Columna publicada el domingo 3 de octubre de 2021 por El Mercurio.

La ley de aborto se aprobó en Francia en 1974. La encargada de llevarla adelante fue Simone Veil, entonces ministra de salud. No se trataba de una persona cualquiera: de origen judío, había sido deportada a Auschwitz a sus 16 años. Ella sobrevivió, pero allí murieron su padre, su madre y su hermano. De algún modo, Veil cargaba sobre sus hombros todas y cada una de las tragedias de la guerra civil europea. Esa experiencia juega, sin duda, un papel en su modo de defender el proyecto. En efecto, sus palabras son siempre cuidadosas. Su propia posición no la llevó a ignorar el abismo que se abre frente a una decisión de esa naturaleza. Así, se presentó al Parlamento francés “con un profundo sentimiento de humildad frente a la dificultad de problema”, y aseveró que “el aborto debe ser la excepción, el último recurso ante una situación sin salida”. Para Veil, el aborto es siempre una derrota. Por lo mismo, no recurrió nunca al lenguaje de los derechos, hasta el punto de afirmar que el levantamiento de la prohibición de abortar no supone la creación de un nuevo derecho. Nadie, concluía, puede sentir una satisfacción profunda al defender tal proyecto. A su manera, Veil se hacía eco de la paradoja de Pasolini, quien decía ser contrario al aborto, pero partidario de su despenalización.

Resulta imposible no recordar la actitud de Veil en el contexto de nuestra propia discusión sobre el aborto. No comparto la posición de Veil sobre el tema —me he referido al asunto en otras oportunidades—, pero su razonamiento conserva algo que parecen haber perdido los defensores contemporáneos del aborto: una aguda conciencia de la ambigüedad de los fenómenos humanos. Basta atender un instante a los argumentos ofrecidos por los defensores del proyecto, que multiplican al infinito la referencia a los derechos individuales y a la soberanía sobre el cuerpo. De hacerse cargo de la tragedia implícita, ni hablar. De hecho, al interior de esa lógica no hay ningún motivo para limitar la interrupción del embarazo a las 14 semanas: debería ser lícito hasta el final.

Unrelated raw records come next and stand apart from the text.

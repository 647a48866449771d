//! # Registry configuration.
//!
//! Provides [`Config`] centralized settings for a [`Registry`](crate::Registry).
//!
//! ## Sentinel values
//! - `max_listeners = 0` → unlimited listeners per channel
//! - `max_pending = 0` → unlimited re-entrant publishes queued per channel

use std::borrow::Cow;

/// Configuration for a channel registry.
///
/// ## Field semantics
/// - `id_separator`: joins topic name and counter in generated listener ids (`user__1`)
/// - `max_listeners`: per-channel listener cap (`0` = unlimited)
/// - `max_pending`: per-channel cap on re-entrant publishes queued during a delivery (`0` = unlimited)
///
/// ## Notes
/// All fields are public for flexibility. Prefer the helper accessors to avoid
/// sprinkling sentinel checks (`0`) across the codebase.
#[derive(Clone, Debug)]
pub struct Config {
    /// Separator between the topic prefix and the counter in listener ids.
    pub id_separator: Cow<'static, str>,

    /// Maximum number of live listeners on one channel.
    ///
    /// - `0` = unlimited
    /// - `n > 0` = registering the `n+1`-th listener fails with `BusError::ListenerLimit`
    pub max_listeners: usize,

    /// Maximum number of values queued on one channel by listeners publishing
    /// back into it while a delivery is running.
    ///
    /// Publishers on other threads wait instead of queueing and are not counted.
    ///
    /// - `0` = unlimited
    /// - `n > 0` = further re-entrant publishes fail with `BusError::QueueFull`
    pub max_pending: usize,
}

impl Config {
    /// Returns the per-channel listener cap as an `Option`.
    #[inline]
    pub fn listener_limit(&self) -> Option<usize> {
        if self.max_listeners == 0 {
            None
        } else {
            Some(self.max_listeners)
        }
    }

    /// Returns the per-channel pending queue cap as an `Option`.
    #[inline]
    pub fn pending_limit(&self) -> Option<usize> {
        if self.max_pending == 0 {
            None
        } else {
            Some(self.max_pending)
        }
    }
}

impl Default for Config {
    /// Default configuration:
    ///
    /// - `id_separator = "__"`
    /// - `max_listeners = 0` (unlimited)
    /// - `max_pending = 0` (unlimited)
    fn default() -> Self {
        Self {
            id_separator: Cow::Borrowed("__"),
            max_listeners: 0,
            max_pending: 0,
        }
    }
}

#[cfg(test)]
mod tests {
    use super::*;

    #[test]
    fn test_default_is_unlimited() {
        let cfg = Config::default();
        assert_eq!(cfg.listener_limit(), None);
        assert_eq!(cfg.pending_limit(), None);
        assert_eq!(cfg.id_separator, "__");
    }

    #[test]
    fn test_limits_as_option() {
        let cfg = Config {
            max_listeners: 3,
            max_pending: 8,
            ..Config::default()
        };
        assert_eq!(cfg.listener_limit(), Some(3));
        assert_eq!(cfg.pending_limit(), Some(8));
    }
}
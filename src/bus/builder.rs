use std::marker::PhantomData;
use std::sync::Arc;

use crate::{
    config::Config,
    observers::{Observe, ObserverSet},
};
use super::{id::{IdGenerator, SequentialIds}, registry::Registry};

/// Builder for constructing a [`Registry`] with optional collaborators.
pub struct RegistryBuilder<V> {
    cfg: Config,
    observers: Vec<Arc<dyn Observe>>,
    ids: Option<Arc<dyn IdGenerator>>,
    _value: PhantomData<fn() -> V>,
}

impl<V> RegistryBuilder<V>
where
    V: Clone + Send + Sync + 'static,
{
    /// Creates a new builder with the given configuration.
    pub fn new(cfg: Config) -> Self {
        Self {
            cfg,
            observers: Vec::new(),
            ids: None,
            _value: PhantomData,
        }
    }

    /// Sets event observers for observability.
    ///
    /// Observers receive channel/listener/subscriber lifecycle events
    /// synchronously, in the given order.
    pub fn with_observers(mut self, observers: Vec<Arc<dyn Observe>>) -> Self {
        self.observers = observers;
        self
    }

    /// Replaces the listener id source (default: [`SequentialIds`]).
    pub fn with_id_generator(mut self, ids: Arc<dyn IdGenerator>) -> Self {
        self.ids = Some(ids);
        self
    }

    /// Builds and returns the shared registry.
    pub fn build(self) -> Arc<Registry<V>> {
        let ids: Arc<dyn IdGenerator> = match self.ids {
            Some(ids) => ids,
            None => Arc::new(SequentialIds::new()),
        };

        Arc::new(Registry::from_parts(
            self.cfg,
            ids,
            ObserverSet::new(self.observers),
        ))
    }
}

#[cfg(test)]
mod tests {
    use super::*;
    use crate::bus::ListenerId;

    struct Fixed;

    impl IdGenerator for Fixed {
        fn next_id(&self, topic: &str, _separator: &str) -> ListenerId {
            ListenerId::from(format!("{topic}-fixed"))
        }
    }

    #[test]
    fn test_custom_id_generator_is_used() {
        let reg = RegistryBuilder::<u8>::new(Config::default())
            .with_id_generator(Arc::new(Fixed))
            .build();

        let id = reg.register_fn("a", |_| Ok(())).unwrap();
        assert_eq!(id.as_str(), "a-fixed");

        let err = reg.register_fn("a", |_| Ok(())).unwrap_err();
        assert_eq!(err.as_label(), "bus_duplicate_listener_id");
    }

    #[test]
    fn test_separator_from_config() {
        let reg = RegistryBuilder::<u8>::new(Config {
            id_separator: ".".into(),
            ..Config::default()
        })
        .build();

        let id = reg.register_fn("cart", |_| Ok(())).unwrap();
        assert_eq!(id.as_str(), "cart.1");
    }
}
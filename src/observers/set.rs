//! # ObserverSet: synchronous fan-out over multiple observers
//!
//! [`ObserverSet`] distributes each [`Event`] to every observer in order.
//!
//! ## What it guarantees
//! - Observers see events in the order they were emitted by one thread.
//! - Panics inside observers are caught and logged (isolation).
//! - Events are not even constructed when the set is empty ([`ObserverSet::emit_with`]).
//!
//! ## Diagram
//! ```text
//!    emit(&Event)
//!        ├──► O1.on_event()
//!        ├──► O2.on_event()
//!        └──► ON.on_event()
//! ```

use std::panic::{AssertUnwindSafe, catch_unwind};
use std::sync::Arc;

use crate::events::Event;

use super::Observe;

/// Ordered fan-out to observers.
#[derive(Clone, Default)]
pub struct ObserverSet {
    observers: Vec<Arc<dyn Observe>>,
}

impl ObserverSet {
    /// Creates a set over the given observers.
    #[must_use]
    pub fn new(observers: Vec<Arc<dyn Observe>>) -> Self {
        Self { observers }
    }

    /// Fan-out one event to all observers.
    pub fn emit(&self, event: &Event) {
        for obs in &self.observers {
            if let Err(panic_err) = catch_unwind(AssertUnwindSafe(|| obs.on_event(event))) {
                tracing::warn!(
                    observer = obs.name(),
                    seq = event.seq,
                    panic = ?panic_err,
                    "observer panicked"
                );
            }
        }
    }

    /// Builds the event only when someone is listening, then fans it out.
    #[inline]
    pub fn emit_with(&self, build: impl FnOnce() -> Event) {
        if !self.observers.is_empty() {
            self.emit(&build());
        }
    }

    /// True if there are no observers.
    #[must_use]
    pub fn is_empty(&self) -> bool {
        self.observers.is_empty()
    }

    /// Number of observers.
    #[must_use]
    pub fn len(&self) -> usize {
        self.observers.len()
    }
}

impl std::fmt::Debug for ObserverSet {
    fn fmt(&self, f: &mut std::fmt::Formatter<'_>) -> std::fmt::Result {
        let names: Vec<&'static str> = self.observers.iter().map(|o| o.name()).collect();
        f.debug_struct("ObserverSet").field("observers", &names).finish()
    }
}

En virtud de lo anterior, en Chile se celebra aquello que Veil lamenta con pesar. Esto explica el curioso carácter festivo de la votación: se trataría de un paso triunfal en nuestro camino hacia la emancipación. Surge, entonces, una pregunta ineludible para comprender nuestra cultura: ¿qué ha pasado entre Veil y nosotros? ¿Por qué la discusión sobre el aborto ha dejado de ser una discusión para convertirse en una afirmación festiva e incuestionable de la soberanía individual? Esto, desde luego, no tiene que ver solo con el aborto, pues esta cuestión devela rasgos más generales de nuestra discusión.

Uno de esos rasgos es la dinámica de guerras culturales que se ha ido apoderando de nosotros. Puede pensarse que, de ser pronunciadas hoy, las palabras de Veil serían consideradas como una ignominiosa concesión al adversario. En una guerra nada debe ser concedido, nunca. Sobra decir que un clima así no nos permite comprender bien ni el problema ni la naturaleza de nuestros desacuerdos. El punto de vista opuesto ya no ha de ser respetado ni escuchado, sino simplemente aniquilado por el peso de la historia. De allí el carácter cada vez más histérico de nuestro debate público, influido en parte por el auge de redes sociales. No parece que nadie quiera discutir, que nadie quiera escuchar, que nadie quiera deliberar.

En este contexto, no debe extrañar la instalación de un modo casi único de participar en el espacio público: la performance. Esta no busca comprender, ni tampoco persuadir, sino que imponerse como un hecho bruto que paraliza la disidencia. El argumento político ha sido reemplazado por una dudosa estética moral. Solo vale el carácter performativo de quien declame y el lirismo al que apele. La misma Cámara se ha convertido en una suerte de circo farandulero a la hora de discutir los temas más sensibles: plagada de consignas vacías, agitación de brazos y pancartas coloridas. En Simone Veil, por el contrario, no hay performance alguna, sino un esfuerzo por hacerse entender sin perder de vista la gravedad de los dilemas que enfrenta.

Me parece que el principal desafío de la nueva izquierda pasa por acá (aunque, desde luego, la derecha no es ajena al asunto). Luego de años participando en el espacio público a través de múltiples performances, tendrá que pasar a la adultez. Es imposible gobernar un país o escribir una Constitución en el registro adolescente. ¿Qué son, por mencionar un ejemplo, las recientes críticas de Gabriel Boric a la Parada Militar sino una performance? De ganar las elecciones, ¿qué hará en un año más con ese rito? ¿Cómo pasar de la indignación moral a la historia de la república? Las preguntas de este tipo podrían multiplicarse: en pensiones, en inmigración, en orden público, la nueva izquierda ha formulado siempre una crítica externa a la política, como si el problema fuera siempre moral, como si la causa de nuestras dificultades fuera que unos pocos malvados impiden la irrupción definitiva de la justicia. Sin embargo, el mundo es algo más complejo, y aprehenderlo requiere algo más de humildad. Nuestras mejores razones, nuestros mejores argumentos y nuestras mejores intenciones no están exentos de limitaciones y puntos ciegos. Supongo que esa es la gran lección que nos dejara Simone Veil, incluso para quienes disentimos de ella.